Newcrest receives government grant for long-range network

Gregory Crinum

Newcrest Mining is among five mining projects to receive funding under the Federal Government’s Cooperative Research Centres Projects (CRC-P) initiative.

The 11th round of the CRC-P awarded 22 projects with a share in $47 million in grants.

The CRC-P aims to deliver a range of innovations and technologies across a number of sectors.

These projects will work to satisfy the National manufacturing Priority areas, which include Resources Technology and Critical Minerals Processing.

The Newcrest project received $2 million from the initiative, working with the University of New South Wales, Roobuck, and Roboworks.

The research team will look develop a long range network for underground mines which could be used for monitoring, control, backup, rescue and robotics works.

Another (joint) project between the University of New South Wales, Jennmar Australia and JIMACK which received $3 million for an $8.3 million project.

It aims to develop high-capacity rock reinforcement for underground mines, to fulfil the industry’s need to venture deeper underground for more valuable ore bodies.

“Experience shows a major hazard from mining in very high stressed environments is a sudden dynamic explosive failure of rock that is not effectively held by traditional rock bolt reinforcement; hence, dynamic bolts exist,” the project description stated.

“This project will design, develop and build Australian manufacturing for the world’s highest capacity dynamic bolt support system.”

Minister for Industry, Science and Technology Christian Porter said the initiative had benefits for the economy and the recipients themselves.

“These projects will address challenges in our National Manufacturing Priority areas and lead to tangible outcomes that will improve the competitiveness, productivity and sustainability of Australian industries, while growing the economy and creating new jobs,” Porter said.

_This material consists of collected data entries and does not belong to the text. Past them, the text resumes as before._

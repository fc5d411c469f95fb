//! Tests for the `reconstruct` and `ask` CLI commands against the mock backend

use serde_json::json;

use super::CliEnv;
use crate::common::{assert_contains, assert_valid_json, candidate_frame, MockServer};

#[tokio::test]
async fn test_reconstruct_prints_ranked_candidates() {
    let mut server = MockServer::start().await;
    let url = server.base_url();

    let backend = tokio::spawn(async move {
        let mut conn = server.accept().await;
        conn.recv_type("handshake").await;
        let request = conn.recv_type("reconstruction_request").await;
        let request_id = request["requestId"].as_str().unwrap().to_string();
        assert_eq!(request["maskIds"], json!(["mask_0", "mask_1"]));
        assert_eq!(request["mode"], "soft");
        assert_eq!(request["nCandidates"], 2);

        conn.send_json(candidate_frame(&request_id, "low", false, 0.4)).await;
        conn.send_json(candidate_frame(&request_id, "high", false, 0.8)).await;
        conn.send_json(json!({
            "type": "reconstruction_progress",
            "progress": 100,
            "stage": "Complete",
            "message": "Generated 2 candidates"
        }))
        .await;
        // Keep the socket up until the client hangs up
        let _ = tokio::time::timeout(std::time::Duration::from_secs(5), conn.recv_json()).await;
    });

    let env = CliEnv::new();
    let output = env
        .run_success(&[
            "--url",
            &url,
            "--session",
            "cli-1",
            "reconstruct",
            "--mask",
            "mask_0",
            "--mask",
            "mask_1",
            "--mode",
            "soft",
            "--candidates",
            "2",
            "--timeout-secs",
            "10",
        ])
        .await;

    let report = assert_valid_json(&output, "reconstruct output");
    assert_eq!(report["selected"], "high");
    assert_eq!(report["candidates"][0]["id"], "high");
    assert_eq!(report["candidates"][1]["id"], "low");

    backend.abort();
}

#[tokio::test]
async fn test_ask_prints_response_text() {
    let mut server = MockServer::start().await;
    let url = server.base_url();

    let backend = tokio::spawn(async move {
        let mut conn = server.accept().await;
        conn.recv_type("handshake").await;
        let query = conn.recv_type("assistant_query").await;
        assert_eq!(query["query"], "What does it say?");
        assert_eq!(query["context"]["line"], 2);
        conn.send_json(json!({
            "type": "assistant_response",
            "response": {"text": "It praises dharma."}
        }))
        .await;
        let _ = tokio::time::timeout(std::time::Duration::from_secs(5), conn.recv_json()).await;
    });

    let env = CliEnv::new();
    let output = env
        .run_success(&[
            "--url",
            &url,
            "ask",
            "What does it say?",
            "--context",
            r#"{"line": 2}"#,
        ])
        .await;
    assert_eq!(output.trim(), "It praises dharma.");

    backend.abort();
}

#[tokio::test]
async fn test_reconstruct_without_backend_fails() {
    let addr = {
        let listener = tokio::net::TcpListener::bind("127.0.0.1:0").await.unwrap();
        listener.local_addr().unwrap()
    };
    let env = CliEnv::new();
    std::fs::write(
        env.config_path(),
        "[reconnect]\ndelay_ms = 20\nmax_attempts = 2\n",
    )
    .unwrap();

    let (code, _) = env
        .run_failure(&[
            "--url",
            &format!("ws://{}/ws", addr),
            "reconstruct",
            "--mask",
            "mask_0",
        ])
        .await;
    assert_eq!(code, Some(5));
}

#[tokio::test]
async fn test_reconstruct_server_error_exit_code() {
    let mut server = MockServer::start().await;
    let url = server.base_url();

    let backend = tokio::spawn(async move {
        let mut conn = server.accept().await;
        conn.recv_type("handshake").await;
        conn.recv_type("reconstruction_request").await;
        conn.send_json(json!({
            "type": "error",
            "message": "Model service failed",
            "code": 500
        }))
        .await;
        let _ = tokio::time::timeout(std::time::Duration::from_secs(5), conn.recv_json()).await;
    });

    let env = CliEnv::new();
    let started = std::time::Instant::now();
    let (code, stderr) = env
        .run_failure(&[
            "--url",
            &url,
            "reconstruct",
            "--mask",
            "mask_0",
            "--timeout-secs",
            "30",
        ])
        .await;
    assert_eq!(code, Some(6));
    assert_contains(&stderr, "Model service failed", "reconstruct failure");
    assert!(started.elapsed() < std::time::Duration::from_secs(20));

    backend.abort();
}
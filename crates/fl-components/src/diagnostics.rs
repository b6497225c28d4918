//! Evaluation context and non-fatal model warnings.
//!
//! Out-of-range correlations and physically meaningless inputs never abort a
//! traversal. The component falls back to a defined value and records a
//! [`ModelWarning`] here; every warning is also emitted through `tracing`.

use core::fmt;
use fl_core::units::Time;

/// Non-fatal condition raised while evaluating a component.
#[derive(Debug, Clone, PartialEq)]
pub enum ModelWarning {
    /// A correlation input fell outside its validated range; a fallback was used.
    OutOfRange {
        component: String,
        quantity: &'static str,
        value: f64,
        fallback: &'static str,
    },
    /// A correlation was invoked with a substance it does not model.
    PhysicalMisuse {
        component: String,
        what: &'static str,
    },
}

impl ModelWarning {
    pub fn component(&self) -> &str {
        match self {
            ModelWarning::OutOfRange { component, .. } => component,
            ModelWarning::PhysicalMisuse { component, .. } => component,
        }
    }
}

impl fmt::Display for ModelWarning {
    fn fmt(&self, f: &mut fmt::Formatter<'_>) -> fmt::Result {
        match self {
            ModelWarning::OutOfRange {
                component,
                quantity,
                value,
                fallback,
            } => write!(
                f,
                "{component}: {quantity} = {value:.4e} outside validated range, using {fallback}"
            ),
            ModelWarning::PhysicalMisuse { component, what } => {
                write!(f, "{component}: {what}")
            }
        }
    }
}

/// Ambient inputs and warning sink for one traversal.
#[derive(Debug, Clone)]
pub struct EvalContext {
    time_step: Time,
    warnings: Vec<ModelWarning>,
}

impl EvalContext {
    pub fn new(time_step: Time) -> Self {
        Self {
            time_step,
            warnings: Vec::new(),
        }
    }

    /// Explicit Euler step used by components with time-dependent state.
    pub fn time_step(&self) -> Time {
        self.time_step
    }

    /// Record a warning and log it.
    pub fn warn(&mut self, warning: ModelWarning) {
        tracing::warn!("{warning}");
        self.warnings.push(warning);
    }

    pub fn out_of_range(
        &mut self,
        component: &str,
        quantity: &'static str,
        value: f64,
        fallback: &'static str,
    ) {
        self.warn(ModelWarning::OutOfRange {
            component: component.to_string(),
            quantity,
            value,
            fallback,
        });
    }

    pub fn misuse(&mut self, component: &str, what: &'static str) {
        self.warn(ModelWarning::PhysicalMisuse {
            component: component.to_string(),
            what,
        });
    }

    pub fn warnings(&self) -> &[ModelWarning] {
        &self.warnings
    }

    pub fn into_warnings(self) -> Vec<ModelWarning> {
        self.warnings
    }
}

#[cfg(test)]
mod tests {
    use super::*;
    use fl_core::units::s;

    #[test]
    fn warnings_are_collected_in_order() {
        let mut ctx = EvalContext::new(s(0.1));
        ctx.out_of_range("C1", "Reynolds number", 1e5, "extrapolated Nikuradse fit");
        ctx.misuse("I1", "gas substance at injector");
        assert_eq!(ctx.warnings().len(), 2);
        assert_eq!(ctx.warnings()[0].component(), "C1");
        assert!(ctx.warnings()[1].to_string().contains("injector"));
        assert_eq!(ctx.time_step().value, 0.1);
    }
}
//! Per-run mutable component state.
//!
//! Components are immutable configuration. Anything that evolves while a chain
//! is traversed lives in a [`ComponentState`] owned by the traversal and
//! created fresh from [`crate::ChainComponent::initial_state`] for every run.

use fl_core::units::{Length, Pressure};

/// Evolving state of a two-phase tank.
#[derive(Debug, Clone, PartialEq)]
pub struct TankState {
    /// Gas pressure inside the tank, just upstream of the outlet.
    pub pressure: Pressure,
    /// Liquid-gas interface position measured from the pressurant end.
    pub interface_position: Length,
    /// Set once the interface reaches the outlet end.
    pub drained: bool,
}

/// Latch of a relief device.
#[derive(Debug, Clone, Default, PartialEq, Eq)]
pub struct ReliefState {
    /// Set (never cleared) once local pressure exceeded the burst pressure.
    pub triggered: bool,
}

#[derive(Debug, Clone, Default, PartialEq)]
pub enum ComponentState {
    #[default]
    Stateless,
    Tank(TankState),
    Relief(ReliefState),
}

impl ComponentState {
    pub fn as_tank(&self) -> Option<&TankState> {
        match self {
            ComponentState::Tank(t) => Some(t),
            _ => None,
        }
    }

    pub fn as_tank_mut(&mut self) -> Option<&mut TankState> {
        match self {
            ComponentState::Tank(t) => Some(t),
            _ => None,
        }
    }

    pub fn as_relief(&self) -> Option<&ReliefState> {
        match self {
            ComponentState::Relief(r) => Some(r),
            _ => None,
        }
    }

    pub fn as_relief_mut(&mut self) -> Option<&mut ReliefState> {
        match self {
            ComponentState::Relief(r) => Some(r),
            _ => None,
        }
    }
}
//! Run execution service: propagation and flow-rate search over a project.

use std::path::Path;
use std::time::Instant;

use fl_core::units::{kgps, s};
use fl_fluids::Node;
use fl_project::schema::Project;
use fl_solver::{FlowProgress, PropagationOutcome, StepKind};
use serde::Serialize;

use crate::error::{AppError, AppResult};
use crate::progress::{FlowSearchProgress, RunProgressEvent, RunStage};
use crate::project_service;
use crate::runtime_compile::{self, ChainRuntime};

/// What a run computes.
#[derive(Debug, Clone, PartialEq)]
pub enum RunMode {
    /// Walk the chain once at the boundary mass flow.
    Propagate,
    /// Search the mass flow that matches a source pressure. `None` uses the
    /// project's solver target.
    SolveFlow { target_pa: Option<f64> },
}

impl RunMode {
    pub fn label(&self) -> &'static str {
        match self {
            RunMode::Propagate => "propagate",
            RunMode::SolveFlow { .. } => "solve-flow",
        }
    }
}

/// Options for a run.
#[derive(Debug, Clone, Default)]
pub struct RunOptions {
    /// Keep the per-component trace in the report.
    pub record_trace: bool,
    /// Replace the boundary mass flow of the project.
    pub mass_flow_kgps: Option<f64>,
    /// Replace the solver time step of the project.
    pub time_step_s: Option<f64>,
}

/// Request to execute a run.
pub struct RunRequest<'a> {
    pub project_path: &'a Path,
    pub mode: RunMode,
    pub options: RunOptions,
}

#[derive(Debug, Clone, Default, Serialize)]
pub struct RunTimingSummary {
    pub load_time_s: f64,
    pub compile_time_s: f64,
    pub solve_time_s: f64,
    pub total_time_s: f64,
}

#[derive(Debug, Clone, Serialize)]
pub struct SourceReport {
    pub id: String,
    pub position: usize,
    #[serde(skip_serializing_if = "Option::is_none")]
    pub nominal_pressure_pa: Option<f64>,
}

/// One visited component, terminal end first.
#[derive(Debug, Clone, Serialize)]
pub struct TraceRow {
    pub position: usize,
    pub id: String,
    pub kind: &'static str,
    pub step: &'static str,
    pub pressure_delta_pa: f64,
    pub pressure_pa: f64,
    pub mass_flow_kgps: f64,
    pub substance: String,
}

#[derive(Debug, Clone, Serialize)]
pub struct PropagationReport {
    pub required_pressure_pa: f64,
    pub mass_flow_kgps: f64,
    pub substance: String,
    pub temperature_k: f64,
    #[serde(skip_serializing_if = "Option::is_none")]
    pub source: Option<SourceReport>,
    pub warnings: Vec<String>,
    pub triggered_reliefs: Vec<String>,
    #[serde(skip_serializing_if = "Vec::is_empty")]
    pub trace: Vec<TraceRow>,
}

impl PropagationReport {
    pub fn from_outcome(outcome: &PropagationOutcome) -> Self {
        let trace = outcome
            .trace
            .as_ref()
            .map(|t| t.records.iter().map(trace_row).collect())
            .unwrap_or_default();
        Self {
            required_pressure_pa: outcome.pressure().value,
            mass_flow_kgps: outcome.mass_flow().value,
            substance: outcome.node.substance().name().to_string(),
            temperature_k: outcome.node.temperature().value,
            source: outcome.source.as_ref().map(|src| SourceReport {
                id: src.name.clone(),
                position: src.id.position(),
                nominal_pressure_pa: src.nominal_pressure.map(|p| p.value),
            }),
            warnings: outcome.warnings.iter().map(|w| w.to_string()).collect(),
            triggered_reliefs: outcome.triggered_reliefs.clone(),
            trace,
        }
    }
}

fn trace_row(record: &fl_solver::TraceRecord) -> TraceRow {
    TraceRow {
        position: record.id.position(),
        id: record.name.clone(),
        kind: record.kind,
        step: match record.step {
            StepKind::Drop => "drop",
            StepKind::Override => "override",
            StepKind::Replace => "replace",
            StepKind::Source => "source",
        },
        pressure_delta_pa: record.pressure_delta.value,
        pressure_pa: record.node.pressure().value,
        mass_flow_kgps: record.node.mass_flow().value,
        substance: record.node.substance().name().to_string(),
    }
}

#[derive(Debug, Clone, Serialize)]
pub struct FlowReport {
    pub target_pressure_pa: f64,
    pub mass_flow_kgps: f64,
    pub source_pressure_pa: f64,
    pub rel_error: f64,
    pub iterations: usize,
    pub propagation: PropagationReport,
}

#[derive(Debug, Clone, Serialize)]
#[serde(tag = "mode", rename_all = "snake_case")]
pub enum RunReport {
    Propagation(PropagationReport),
    Flow(FlowReport),
}

/// Response from a run execution.
#[derive(Debug, Clone, Serialize)]
pub struct RunResponse {
    pub project: String,
    pub report: RunReport,
    pub timing: RunTimingSummary,
}

fn emit_progress(
    progress_cb: &mut Option<&mut dyn FnMut(RunProgressEvent)>,
    mode: &RunMode,
    stage: RunStage,
    started: Instant,
    message: Option<String>,
    flow: Option<FlowSearchProgress>,
) {
    if let Some(cb) = progress_cb.as_deref_mut() {
        cb(RunProgressEvent {
            mode: mode.clone(),
            stage,
            elapsed_wall_s: started.elapsed().as_secs_f64(),
            message,
            flow,
        });
    }
}

/// Load a project file and execute the requested run.
pub fn ensure_run(request: &RunRequest) -> AppResult<RunResponse> {
    ensure_run_with_progress(request, None)
}

/// Load a project file, execute the requested run, and stream progress events.
pub fn ensure_run_with_progress(
    request: &RunRequest,
    mut progress_cb: Option<&mut dyn FnMut(RunProgressEvent)>,
) -> AppResult<RunResponse> {
    let started = Instant::now();

    emit_progress(
        &mut progress_cb,
        &request.mode,
        RunStage::LoadingProject,
        started,
        Some("Loading project".to_string()),
        None,
    );
    let project = project_service::load_project(request.project_path)?;
    let load_time_s = started.elapsed().as_secs_f64();

    let mut response = execute_run(
        &project,
        &request.mode,
        &request.options,
        progress_cb,
        started,
    )?;
    response.timing.load_time_s = load_time_s;
    Ok(response)
}

/// Execute a run on an already loaded project.
pub fn run_project(
    project: &Project,
    mode: &RunMode,
    options: &RunOptions,
    progress_cb: Option<&mut dyn FnMut(RunProgressEvent)>,
) -> AppResult<RunResponse> {
    execute_run(project, mode, options, progress_cb, Instant::now())
}

fn execute_run(
    project: &Project,
    mode: &RunMode,
    options: &RunOptions,
    mut progress_cb: Option<&mut dyn FnMut(RunProgressEvent)>,
    started: Instant,
) -> AppResult<RunResponse> {
    let mut timing = RunTimingSummary::default();

    emit_progress(
        &mut progress_cb,
        mode,
        RunStage::CompilingRuntime,
        started,
        Some("Compiling chain".to_string()),
        None,
    );
    let compile_started = Instant::now();
    let mut runtime = runtime_compile::compile_project(project)?;
    apply_overrides(&mut runtime, options)?;
    timing.compile_time_s = compile_started.elapsed().as_secs_f64();

    let solve_started = Instant::now();
    let report = match mode {
        RunMode::Propagate => {
            emit_progress(
                &mut progress_cb,
                mode,
                RunStage::Propagating,
                started,
                Some("Propagating boundary".to_string()),
                None,
            );
            let outcome =
                fl_solver::propagate(&runtime.chain, &runtime.boundary, &runtime.propagation)?;
            RunReport::Propagation(PropagationReport::from_outcome(&outcome))
        }
        RunMode::SolveFlow { target_pa } => {
            let target = target_pa
                .map(fl_core::units::pa)
                .or(runtime.target_source_pressure)
                .ok_or_else(|| {
                    AppError::InvalidInput(
                        "flow search needs a target source pressure".to_string(),
                    )
                })?;
            let max_iterations = runtime.flow.max_iterations;
            let mut on_trial = |p: FlowProgress| {
                emit_progress(
                    &mut progress_cb,
                    mode,
                    RunStage::SearchingFlow,
                    started,
                    None,
                    Some(FlowSearchProgress {
                        iteration: p.iteration,
                        max_iterations,
                        mass_flow_kgps: p.mass_flow.value,
                        source_pressure_pa: p.source_pressure.value,
                        rel_error: p.rel_error,
                        step_kgps: p.step.value,
                    }),
                );
            };
            let solution = fl_solver::solve_flow_rate_with_progress(
                &runtime.chain,
                &runtime.boundary,
                target,
                &runtime.flow,
                &mut on_trial,
            )?;
            tracing::info!(
                project = %project.name,
                mass_flow_kgps = solution.mass_flow.value,
                iterations = solution.iterations,
                "flow search converged"
            );
            RunReport::Flow(FlowReport {
                target_pressure_pa: target.value,
                mass_flow_kgps: solution.mass_flow.value,
                source_pressure_pa: solution.source_pressure.value,
                rel_error: solution.rel_error,
                iterations: solution.iterations,
                propagation: PropagationReport::from_outcome(&solution.outcome),
            })
        }
    };
    timing.solve_time_s = solve_started.elapsed().as_secs_f64();
    timing.total_time_s = started.elapsed().as_secs_f64();

    emit_progress(
        &mut progress_cb,
        mode,
        RunStage::Completed,
        started,
        Some("Run completed".to_string()),
        None,
    );

    Ok(RunResponse {
        project: project.name.clone(),
        report,
        timing,
    })
}

fn apply_overrides(runtime: &mut ChainRuntime, options: &RunOptions) -> AppResult<()> {
    if let Some(mdot) = options.mass_flow_kgps {
        runtime.boundary = with_mass_flow(&runtime.boundary, mdot)?;
    }
    if let Some(dt) = options.time_step_s {
        if !dt.is_finite() || dt <= 0.0 {
            return Err(AppError::InvalidInput(format!(
                "time step must be positive, got {dt}"
            )));
        }
        runtime.propagation.time_step = s(dt);
        runtime.flow.propagation.time_step = s(dt);
    }
    runtime.propagation.record_trace = options.record_trace;
    runtime.flow.propagation.record_trace = options.record_trace;
    Ok(())
}

fn with_mass_flow(boundary: &Node, mdot: f64) -> AppResult<Node> {
    boundary
        .with_mass_flow(kgps(mdot))
        .map_err(|e| AppError::InvalidInput(e.to_string()))
}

“CRC-Ps also help strengthen links between research organisations and industry, and support Australian businesses to develop new technologies, products, processes and services for global supply chains.

Minister for Regionalisation, Regional Communications and Regional Education Bridget McKenzie said countless opportunities had been created through the CRC-P since it was conceived in 2016.

“Innovation is critical to regional and remote Australian communities, and these projects will boost research and development activities in regional areas and spark economic growth and job creation locally, and contribute to global competitiveness,” McKenzie said.

So far, the initiative has awarded over $376 million to support 176 projects.